Julian: Who’s on the list of potential bidders now?
Lacter: Well, the Wall Street Journal reported that Steven Cohen, a very prominent hedge fund manager and a billionaire several times over, is preparing a bid that’s likely to be competitive. Cohen is a somewhat controversial guy – his firm has come up repeatedly in the federal government’s investigation into insider trading. Now, there’s been no accusation of wrongdoing against Cohen or his firm, but ordinarily even a peripheral connection to a case like this would get Selig nervous. But again, it’s not really his call.
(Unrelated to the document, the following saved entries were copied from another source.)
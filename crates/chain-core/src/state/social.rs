//! C6 — Social Graph (spec §4: Comment/Vote/View/Share entities, curation
//! weighting, communities, moderation tags).
use chain_primitives::{ChainError, Component, ErrorCode, Id, Permlink, Timestamp};
use chain_store::{HashIndex, OrderedIndex, Table};
use serde::{Deserialize, Serialize};

use crate::state::account::AccountId;

pub type CommentId = Id<Comment>;
pub type CommunityId = Id<Community>;

#[derive(Debug, Clone, Serialize, Deserialize)]
pub struct Comment {
    pub id: CommentId,
    pub author: AccountId,
    pub permlink: Permlink,
    pub parent: Option<CommentId>,
    pub community: Option<CommunityId>,
    pub created_at: Timestamp,
    pub last_payout_at: Option<Timestamp>,
    pub cashout_at: Option<Timestamp>,
    pub net_rshares: i128,
    pub total_vote_weight: u128,
    pub allow_votes: bool,
    pub allow_curation_rewards: bool,
    pub moderation_tags: Vec<String>,
}

#[derive(Debug, Clone, Copy, Serialize, Deserialize)]
pub struct Vote {
    pub comment: CommentId,
    pub voter: AccountId,
    pub rshares: i128,
    pub weight_bps: i32,
    pub cast_at_secs: u64,
    pub ordinal: u32,
}

#[derive(Debug, Clone, Copy, Serialize, Deserialize)]
pub struct View {
    pub comment: CommentId,
    pub viewer: AccountId,
}

#[derive(Debug, Clone, Copy, Serialize, Deserialize)]
pub struct Share {
    pub comment: CommentId,
    pub sharer: AccountId,
}

#[derive(Debug, Clone, Copy, PartialEq, Eq, Serialize, Deserialize)]
pub enum CommunityAccess {
    Open,
    RestrictedPosting,
    PrivateReadOnly,
}

#[derive(Debug, Clone, Serialize, Deserialize)]
pub struct Community {
    pub id: CommunityId,
    pub name: String,
    pub access: CommunityAccess,
    pub admins: Vec<AccountId>,
    pub moderators: Vec<AccountId>,
}

impl Community {
    pub fn can_post(&self, account: AccountId) -> bool {
        match self.access {
            CommunityAccess::Open => true,
            CommunityAccess::RestrictedPosting | CommunityAccess::PrivateReadOnly => {
                self.admins.contains(&account) || self.moderators.contains(&account)
            }
        }
    }
}

#[derive(Default)]
pub struct SocialBook {
    pub comments: Table<CommentId, Comment>,
    pub by_author_permlink: HashIndex<(AccountId, Permlink), CommentId>,
    pub votes: Table<(CommentId, AccountId), Vote>,
    pub views: Table<(CommentId, AccountId), View>,
    pub shares: Table<(CommentId, AccountId), Share>,
    pub communities: Table<CommunityId, Community>,
    pub by_cashout: OrderedIndex<u64, CommentId>,
    pub next_comment_id: chain_primitives::IdAllocator<Comment>,
    pub next_community_id: chain_primitives::IdAllocator<Community>,
}

impl chain_store::Transactional for SocialBook {
    fn begin_scope(&mut self) {
        self.comments.begin_scope();
        self.by_author_permlink.begin_scope();
        self.votes.begin_scope();
        self.views.begin_scope();
        self.shares.begin_scope();
        self.communities.begin_scope();
        self.by_cashout.begin_scope();
    }
    fn commit_scope(&mut self) {
        self.comments.commit_scope();
        self.by_author_permlink.commit_scope();
        self.votes.commit_scope();
        self.views.commit_scope();
        self.shares.commit_scope();
        self.communities.commit_scope();
        self.by_cashout.commit_scope();
    }
    fn abort_scope(&mut self) {
        self.comments.abort_scope();
        self.by_author_permlink.abort_scope();
        self.votes.abort_scope();
        self.views.abort_scope();
        self.shares.abort_scope();
        self.communities.abort_scope();
        self.by_cashout.abort_scope();
    }
}

impl SocialBook {
    pub fn post(&mut self, author: AccountId, permlink: Permlink, parent: Option<CommentId>, community: Option<CommunityId>, created_at: Timestamp, cashout_at: Option<Timestamp>) -> Result<CommentId, ChainError> {
        if self.by_author_permlink.get(&(author, permlink.clone())).is_some() {
            return Err(chain_primitives::chain_error!(
                ErrorCode::DuplicateId,
                Component::SocialGraph,
                "author {author} already has a post at permlink '{permlink}'"
            ));
        }
        let id = self.next_comment_id.allocate();
        let comment = Comment {
            id,
            author,
            permlink: permlink.clone(),
            parent,
            community,
            created_at,
            last_payout_at: None,
            cashout_at,
            net_rshares: 0,
            total_vote_weight: 0,
            allow_votes: true,
            allow_curation_rewards: true,
            moderation_tags: Vec::new(),
        };
        self.comments.insert(id, comment);
        self.by_author_permlink.insert((author, permlink), id);
        if let Some(cashout) = cashout_at {
            self.by_cashout.add(cashout.as_secs(), id);
        }
        Ok(id)
    }

    /// Casts (or replaces) a vote, applying `rshares` to the comment's net
    /// total. Each `(comment, voter)` pair can hold at most one vote at a
    /// time (spec §4: re-voting replaces the previous weight).
    pub fn vote(&mut self, comment: CommentId, voter: AccountId, rshares: i128, weight_bps: i32, cast_at_secs: u64) -> Result<(), ChainError> {
        let c = self.comments.get(&comment).ok_or_else(|| {
            chain_primitives::chain_error!(ErrorCode::UnknownEntity, Component::SocialGraph, "no such comment {comment}")
        })?;
        if !c.allow_votes {
            return Err(chain_primitives::chain_error!(ErrorCode::VotingRightsDeclined, Component::SocialGraph, "comment {comment} has voting disabled"));
        }
        let ordinal = self.votes.iter().filter(|((cid, _), _)| *cid == comment).count() as u32;
        let previous = self.votes.get(&(comment, voter)).map(|v| v.rshares).unwrap_or(0);
        let vote = Vote { comment, voter, rshares, weight_bps, cast_at_secs, ordinal };
        if self.votes.get(&(comment, voter)).is_some() {
            self.votes.modify(&(comment, voter), |v| *v = vote);
        } else {
            self.votes.insert((comment, voter), vote);
        }
        let delta = rshares - previous;
        self.comments.modify(&comment, |c| {
            c.net_rshares += delta;
            c.total_vote_weight = c.total_vote_weight.saturating_add(delta.unsigned_abs());
        });
        Ok(())
    }

    pub fn record_view(&mut self, comment: CommentId, viewer: AccountId) {
        self.views.insert((comment, viewer), View { comment, viewer });
    }

    pub fn record_share(&mut self, comment: CommentId, sharer: AccountId) {
        self.shares.insert((comment, sharer), Share { comment, sharer });
    }

    pub fn due_for_cashout(&self, now: Timestamp) -> Vec<CommentId> {
        self.by_cashout.range(0..=now.as_secs()).flat_map(|(_, ids)| ids.iter().copied()).collect()
    }

    pub fn mark_paid_out(&mut self, comment: CommentId, now: Timestamp) {
        if let Some(c) = self.comments.get(&comment) {
            if let Some(cashout) = c.cashout_at {
                self.by_cashout.remove(&cashout.as_secs(), &comment);
            }
        }
        self.comments.modify(&comment, |c| {
            c.last_payout_at = Some(now);
            c.cashout_at = None;
        });
    }

    pub fn create_community(&mut self, name: String, access: CommunityAccess, founder: AccountId) -> CommunityId {
        let id = self.next_community_id.allocate();
        self.communities.insert(id, Community { id, name, access, admins: vec![founder], moderators: Vec::new() });
        id
    }
}

#[cfg(test)]
mod tests {
    use super::*;
    use std::str::FromStr;

    fn pl(s: &str) -> Permlink {
        Permlink::from_str(s).unwrap()
    }

    #[test]
    fn duplicate_permlink_for_same_author_is_rejected() {
        let mut book = SocialBook::default();
        book.post(AccountId::new(1), pl("hello-world"), None, None, Timestamp::EPOCH, None).unwrap();
        assert!(book.post(AccountId::new(1), pl("hello-world"), None, None, Timestamp::EPOCH, None).is_err());
    }

    #[test]
    fn revoting_replaces_previous_weight() {
        let mut book = SocialBook::default();
        let id = book.post(AccountId::new(1), pl("hello-world"), None, None, Timestamp::EPOCH, None).unwrap();
        book.vote(id, AccountId::new(2), 100, 10_000, 0).unwrap();
        assert_eq!(book.comments.get(&id).unwrap().net_rshares, 100);
        book.vote(id, AccountId::new(2), 40, 4_000, 10).unwrap();
        assert_eq!(book.comments.get(&id).unwrap().net_rshares, 40);
    }

    #[test]
    fn due_for_cashout_respects_the_cashout_time() {
        let mut book = SocialBook::default();
        let id = book.post(AccountId::new(1), pl("hello-world"), None, None, Timestamp::EPOCH, Some(Timestamp::from_secs(100))).unwrap();
        assert!(book.due_for_cashout(Timestamp::from_secs(50)).is_empty());
        assert_eq!(book.due_for_cashout(Timestamp::from_secs(100)), vec![id]);
        book.mark_paid_out(id, Timestamp::from_secs(100));
        assert!(book.due_for_cashout(Timestamp::from_secs(200)).is_empty());
    }
}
Julian: Ron Burkle’s name keeps popping up –
Lacter: - right, he’s the billionaire investor – and just last week came word that Rick Caruso, the L.A. real estate developer, was also considering a bid. There’s also Peter O’Malley, whose family ran the Dodgers for almost half a century, and Fred Claire, formerly the team’s general manager, though their efforts are considered longshots. You also hear rumblings about Joe Torre being approached by the possible bidders – not as an investor but some sort of front man.
Lacter: At least several months. The interested parties are first receiving financial information about the team, and the first round of bidding isn’t even expected until the first of the year. That will lead to final offers, and they hope to have a decision by April, start of the new season. Maybe, maybe not.
Julian: Mark Lacter is a contributing writer for Los Angeles Magazine and writes the business blog at LA Observed.com.